Voltage limits are set at levels which ensure that voltage fluctuations at the customer’s supply point are, with a high degree of probability, tolerable by the customers' electrical equipment.

Voltage fluctuations are caused by switching of transmission elements or customer loads. Real power swings between two groups of generation may cause voltage disturbances or oscillations (described as transient voltage dips).

The consequences of large step changes in voltage are:

• perceptible flicker in lighting

• voltage at customers' premises falling outside WPC's adopted limits

• possible voltage instability due to load non-linearity

• mal-operation of some equipment

Four categories of voltage limits are considered:

Steady State Voltage Limits:

Steady State Voltage limits should be maintained during steady state operation of the system.

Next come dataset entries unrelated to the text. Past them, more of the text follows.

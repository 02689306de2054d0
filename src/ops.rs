//! Composition of terms with arithmetic.
//!
//! The functions [`add`], [`sub`], [`mul`], [`div`] and [`neg`] build the
//! composite nodes. The operator implementations below are sugar over them
//! for every mix of `Term`, `&Term` and numeric literals. Literals are
//! coerced to constants and operand order is kept as written.

use std::ops;

use crate::{term::TermInt, Term};

pub fn add(lhs: impl Into<Term>, rhs: impl Into<Term>) -> Term {
    Term::new_payload(TermInt::Add(lhs.into(), rhs.into()))
}

pub fn sub(lhs: impl Into<Term>, rhs: impl Into<Term>) -> Term {
    Term::new_payload(TermInt::Sub(lhs.into(), rhs.into()))
}

pub fn mul(lhs: impl Into<Term>, rhs: impl Into<Term>) -> Term {
    Term::new_payload(TermInt::Mul(lhs.into(), rhs.into()))
}

pub fn div(lhs: impl Into<Term>, rhs: impl Into<Term>) -> Term {
    Term::new_payload(TermInt::Div(lhs.into(), rhs.into()))
}

pub fn neg(term: impl Into<Term>) -> Term {
    Term::new_payload(TermInt::Neg(term.into()))
}

impl From<f64> for Term {
    fn from(value: f64) -> Self {
        Term::constant(value)
    }
}

impl From<i32> for Term {
    fn from(value: i32) -> Self {
        Term::constant(f64::from(value))
    }
}

impl From<&Term> for Term {
    fn from(value: &Term) -> Self {
        value.clone()
    }
}

macro_rules! impl_binary_op {
    ($trait:ident, $method:ident, $build:ident) => {
        impl ops::$trait<Term> for Term {
            type Output = Term;
            fn $method(self, rhs: Term) -> Term {
                $build(self, rhs)
            }
        }

        impl ops::$trait<&Term> for Term {
            type Output = Term;
            fn $method(self, rhs: &Term) -> Term {
                $build(self, rhs)
            }
        }

        impl ops::$trait<Term> for &Term {
            type Output = Term;
            fn $method(self, rhs: Term) -> Term {
                $build(self, rhs)
            }
        }

        impl ops::$trait<&Term> for &Term {
            type Output = Term;
            fn $method(self, rhs: &Term) -> Term {
                $build(self, rhs)
            }
        }

        impl_binary_op!(@scalar $trait, $method, $build, f64);
        impl_binary_op!(@scalar $trait, $method, $build, i32);
    };

    (@scalar $trait:ident, $method:ident, $build:ident, $scalar:ty) => {
        impl ops::$trait<$scalar> for Term {
            type Output = Term;
            fn $method(self, rhs: $scalar) -> Term {
                $build(self, rhs)
            }
        }

        impl ops::$trait<$scalar> for &Term {
            type Output = Term;
            fn $method(self, rhs: $scalar) -> Term {
                $build(self, rhs)
            }
        }

        impl ops::$trait<Term> for $scalar {
            type Output = Term;
            fn $method(self, rhs: Term) -> Term {
                $build(self, rhs)
            }
        }

        impl ops::$trait<&Term> for $scalar {
            type Output = Term;
            fn $method(self, rhs: &Term) -> Term {
                $build(self, rhs)
            }
        }
    };
}

impl_binary_op!(Add, add, add);
impl_binary_op!(Sub, sub, sub);
impl_binary_op!(Mul, mul, mul);
impl_binary_op!(Div, div, div);

impl ops::Neg for Term {
    type Output = Term;
    fn neg(self) -> Term {
        neg(self)
    }
}

impl ops::Neg for &Term {
    type Output = Term;
    fn neg(self) -> Term {
        neg(self)
    }
}

#[cfg(test)]
mod test {
    use super::*;
    use crate::{linear, x, Differentiable};

    #[test]
    fn test_literal_coercion() {
        let f = linear(3., 0.);
        assert_eq!((&f + 2.).value(5.).unwrap(), 17.);
        assert_eq!((2. + &f).value(5.).unwrap(), 17.);
        assert_eq!((&f + 2).to_string(), "((3 * x) + 2)");
        assert_eq!((2 + &f).to_string(), "(2 + (3 * x))");
    }

    #[test]
    fn test_operand_order() {
        let f = linear(2., 0.);
        let h = 10. - &f;
        assert_eq!(h.value(1.5).unwrap(), 7.);
        assert_eq!(h.derivative_at(1.5).unwrap(), -2.);
        assert_eq!((&f - 10.).value(1.5).unwrap(), -7.);
        assert_eq!((1. / x()).value(4.).unwrap(), 0.25);
        assert_eq!((x() / 1.).value(4.).unwrap(), 4.);
    }

    #[test]
    fn test_explicit_functions() {
        let f = add(mul(2, x()), neg(1));
        assert_eq!(f.to_string(), "((2 * x) + -1)");
        assert_eq!(f.value(3.).unwrap(), 5.);
        assert_eq!(sub(x(), 1).value(3.).unwrap(), 2.);
        assert_eq!(div(x(), 2).value(3.).unwrap(), 1.5);
        assert_eq!((-&f).value(3.).unwrap(), -5.);
    }
}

Temporary Over-voltage Limits:

Temporary over-voltages are power frequency over-voltages resulting from system disturbances such as load rejection or phase-to-earth faults.

Transient Over-voltage Limits:

Transient over-voltages are electromagnetic in nature and are the result of switching operations or lightning strikes.

Transient Voltage Dip (TVD) Limits:

Transient voltage dips (see Figure 4) are the result of real power swings or pole slips of a generation group against the main system generation (synchronous instability). The limits prevent loss of customer load, system voltage collapse and synchronous instability.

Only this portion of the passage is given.